*** DATA IN THIS EXERCISE ***

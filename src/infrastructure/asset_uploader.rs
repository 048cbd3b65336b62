//! Image upload into the content store's media library
//!
//! Downloads the image from its public URL and re-posts it as a multipart
//! media item. URLs the downloader cannot handle yield `Ok(None)` so the
//! backoff executor does not retry them.

use once_cell::sync::Lazy;
use regex::Regex;
use reqwest::{
    Method, StatusCode,
    multipart::{Form, Part},
};
use serde_json::{Value, json};
use tracing::{debug, info};
use url::Url;

use super::http_client::{HttpClient, read_json, require_status};
use super::sync_error::{SyncError, SyncResult};

static UNSAFE_FILE_CHARS: Lazy<Regex> = Lazy::new(|| {
    Regex::new(r#"[<>:"/\\|?*\x00-\x1F]+"#).unwrap_or_else(|e| panic!("file name pattern: {e}"))
});

const IMAGE_MIME: &str = "image/jpeg";

/// Replace characters that are not allowed in file names with `_` and append `extension`.
pub fn sanitize_file_name(name: &str, extension: &str) -> String {
    let cleaned = UNSAFE_FILE_CHARS.replace_all(name.trim(), "_");
    let stem = match cleaned.as_ref() {
        "" | "." | ".." => "_",
        other => other,
    };
    format!("{stem}{extension}")
}

/// Whether the downloader can fetch `source_url` at all.
pub fn is_supported_source(source_url: &str) -> bool {
    Url::parse(source_url).is_ok_and(|url| matches!(url.scheme(), "http" | "https"))
}

fn media_metadata(file_name: &str) -> Value {
    json!({
        "mediaTypeAlias": "Image",
        "name": file_name,
        "umbracoFile": { "src": file_name },
    })
}

pub struct AssetUploader {
    download: HttpClient,
    store: HttpClient,
    media_url: String,
    extension: String,
}

impl AssetUploader {
    /// `download` fetches public images; `store` carries the auth headers.
    pub fn new(
        download: HttpClient,
        store: HttpClient,
        media_url: String,
        extension: String,
    ) -> Self {
        Self {
            download,
            store,
            media_url,
            extension,
        }
    }

    /// Upload the image at `source_url` named after `name`.
    ///
    /// `Ok(None)` means the image was skipped (empty or unsupported URL).
    pub async fn upload(&self, name: &str, source_url: &str) -> SyncResult<Option<String>> {
        if !is_supported_source(source_url) {
            debug!("Skipping image for '{}': unsupported URL '{}'", name, source_url);
            return Ok(None);
        }

        let file_name = sanitize_file_name(name, &self.extension);
        let image = self.download.get_bytes(source_url).await?;
        debug!("Downloaded {} bytes for {}", image.len(), file_name);

        let file_part = Part::bytes(image)
            .file_name(file_name.clone())
            .mime_str(IMAGE_MIME)
            .map_err(|e| SyncError::transport(&self.media_url, e))?;
        let form = Form::new()
            .text("content", media_metadata(&file_name).to_string())
            .part("umbracoFile", file_part);

        let request = self
            .store
            .request(Method::POST, &self.media_url)
            .multipart(form);
        let response = self.store.send(&self.media_url, request).await?;
        let response = require_status(&self.media_url, response, StatusCode::CREATED)?;
        let body: Value = read_json(&self.media_url, response).await?;

        let key = body
            .get("_id")
            .and_then(Value::as_str)
            .filter(|id| !id.is_empty())
            .ok_or_else(|| SyncError::missing_field("_id", "media creation response"))?;

        info!("🖼️ Uploaded image {} as {}", file_name, key);
        Ok(Some(key.to_string()))
    }
}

*** End of DATA IN THIS EXERCISE ***

▶ _YOUR OBJECTIVE_: What are the lines, exactly as written above, from the line with "repository 048cbd3b65336b62" to the line with "use once_cell::sync::Lazy;", both included? Output only those.

▶ _COMPLETED TASK_:
repository 048cbd3b65336b62
//! Image upload into the content store's media library
//!
//! Downloads the image from its public URL and re-posts it as a multipart
//! media item. URLs the downloader cannot handle yield `Ok(None)` so the
//! backoff executor does not retry them.

use once_cell::sync::Lazy;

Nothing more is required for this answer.